Rational rations

28 December 2000, 807 words

I am a very rational person. This does not mean that I am free of the violent and cruel impulses, the dark fears and insecurities, or the extreme desires that define irrationality. My nature is the same as any other human being's. But, for the most part, I control such tendencies. That is what being rational is about.

This is why rationality is primarily a moral concept, rather than an intellectual one. Most pastors, pundits and imams would be quite unable to grasp this point, since all such persons make their living by promoting irrationality.

The Concise Oxford Dictionary defines "rational" as "endowed with reason, reasoning; sensible, sane, moderate, not foolish or absurd or extreme; of or based on reasoning or reason, rejecting what is unreasonable or cannot be tested by reason in religion or custom".

This definition correctly implies that the traditional separation between emotion and reason is a false dichotomy. This is shown by studies of people who have suffered damage to the limbic centres of the brain, which control our emotions. Such persons lose the ability to make rational choices, whether in respect to choosing a mate, making stock investments, or creating a scientific theory.

This implies that the rational mind works, not by cold logic, but by actually pitting emotions against one another. Civilized persons are those whose passion for truth, fairness, tolerance and reason triumphs over the darker passions listed in the first paragraph. Ironically, this is one reason that rationality and religion are opposed. In the right context, religion justifies slavery, genocide, war, oppression, murder, even child abuse. Historically and contemporaneously, most tyrannies have had religion on their side.

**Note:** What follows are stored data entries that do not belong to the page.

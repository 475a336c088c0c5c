use axum::Json;
use axum::http::StatusCode;
use axum::response::{ IntoResponse, Response };
use log::error;
use serde_json::json;
use thiserror::Error;

/// The only message callers ever see, whatever actually went wrong.
pub const GENERIC_ERROR_MESSAGE: &str = "There was an error processing your request";

#[derive(Debug, Error)]
pub enum RelayError {
    #[error("OPENAI_API_KEY is not set")]
    MissingApiKey,

    #[error("invalid request: {0}")]
    BadRequest(String),

    #[error("{service} request failed: {source}")]
    Transport {
        service: &'static str,
        #[source]
        source: reqwest::Error,
    },

    #[error("{service} returned status {status}")]
    UpstreamStatus {
        service: &'static str,
        status: StatusCode,
    },

    #[error("{service} response was malformed: {detail}")]
    MalformedUpstream {
        service: &'static str,
        detail: String,
    },

    #[error("message was flagged by the moderation model")]
    Flagged,

    #[error("conversation is {tokens} tokens, over the {limit} token limit")]
    QuotaExceeded { tokens: usize, limit: usize },
}

impl IntoResponse for RelayError {
    fn into_response(self) -> Response {
        error!("chat relay request failed: {}", self);
        (
            StatusCode::INTERNAL_SERVER_ERROR,
            Json(json!({ "error": GENERIC_ERROR_MESSAGE })),
        )
            .into_response()
    }
}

All religions depend on mindless emotion, the suppression of analytical thought, and the creation of a mindset that embraces belief without proof. Rationality requires logic, the reining in of our worst passions, and belief predicated on evidence. Religion therefore appeals to what is primitive in us; rationality appeals to what is evolved. Hence the reason there are so many more religious people than there are rational ones.

The conflict between religion and rationality is therefore a moral, rather than an intellectual, one. In fact, the person who chooses to be a rationalist cannot ultimately defend their position on logical grounds. This is because there is no way to prove logically that reason is a more valid concept than unreason.

To be sure, we conduct our everyday lives on the assumption that we live in a reasonable universe: that cause precedes effect, and that there are patterns to the world we can rely on. But Hume showed that the first principle is an unprovable assumption: it may be that thunder follows lightning by repeated coincidence.

As for the second principle, which is that of induction, Bertrand Russell once remarked that induction for a chicken means that the farmer comes and feeds it every morning - but one morning the farmer comes and wrings its neck.

Rationality can therefore be defended only on empirical and moral grounds: that reason is demonstrably a better method for interpreting reality, and that reasonable behaviour better ensures social survival. But these grounds are hardly absolute: reason does not necessarily determine subjective social realities (although there is usually an evolutionary genetic logic informing such realities); and many people achieve success by being ignorant and illogical (e.g. every spokesperson for the UNC).

Even so, all modern societies depend on rational systems in order to function. The problem is, human nature has not changed from our tribal days: most of us still act according to instinctive drives. For this reason, modern societies have created institutions aimed at regulating the worst excesses of our prehistoric natures.

What endangers a society is when our primitive perspectives infect modern institutions. Such a disease was demonstrated some weeks ago when a jury found it reasonable that a man should help beat another man to death for jumping his place in a gas station line. In our irrational culture, it is hardly surprising that a Trinidadian jury should consider such a reaction rational.

Since we cannot change human nature, the question is how do we change the culture? One way is to promote rational values, thus creating - eventually - a climate wherein irrational behaviour is considered unacceptable. In such a campaign, those who reflect and shape cultural opinion become important: calypsonians, writers, artists, journalists, academics.

Problem is, though, nearly everybody in those professions, just like out priests and politicians, are also champions of irrationality: exhorting intuition over analysis, tribalism over politics, superstition over science. Even in my own profession as newspaper columnist, only two writers promote the philosophy of rationality (though quite a few promote liberal, humane values).

As long as the proportion of rationalists in our society remains so minuscule, however, we will continue to exist on the knife-edge between savagery and civilization.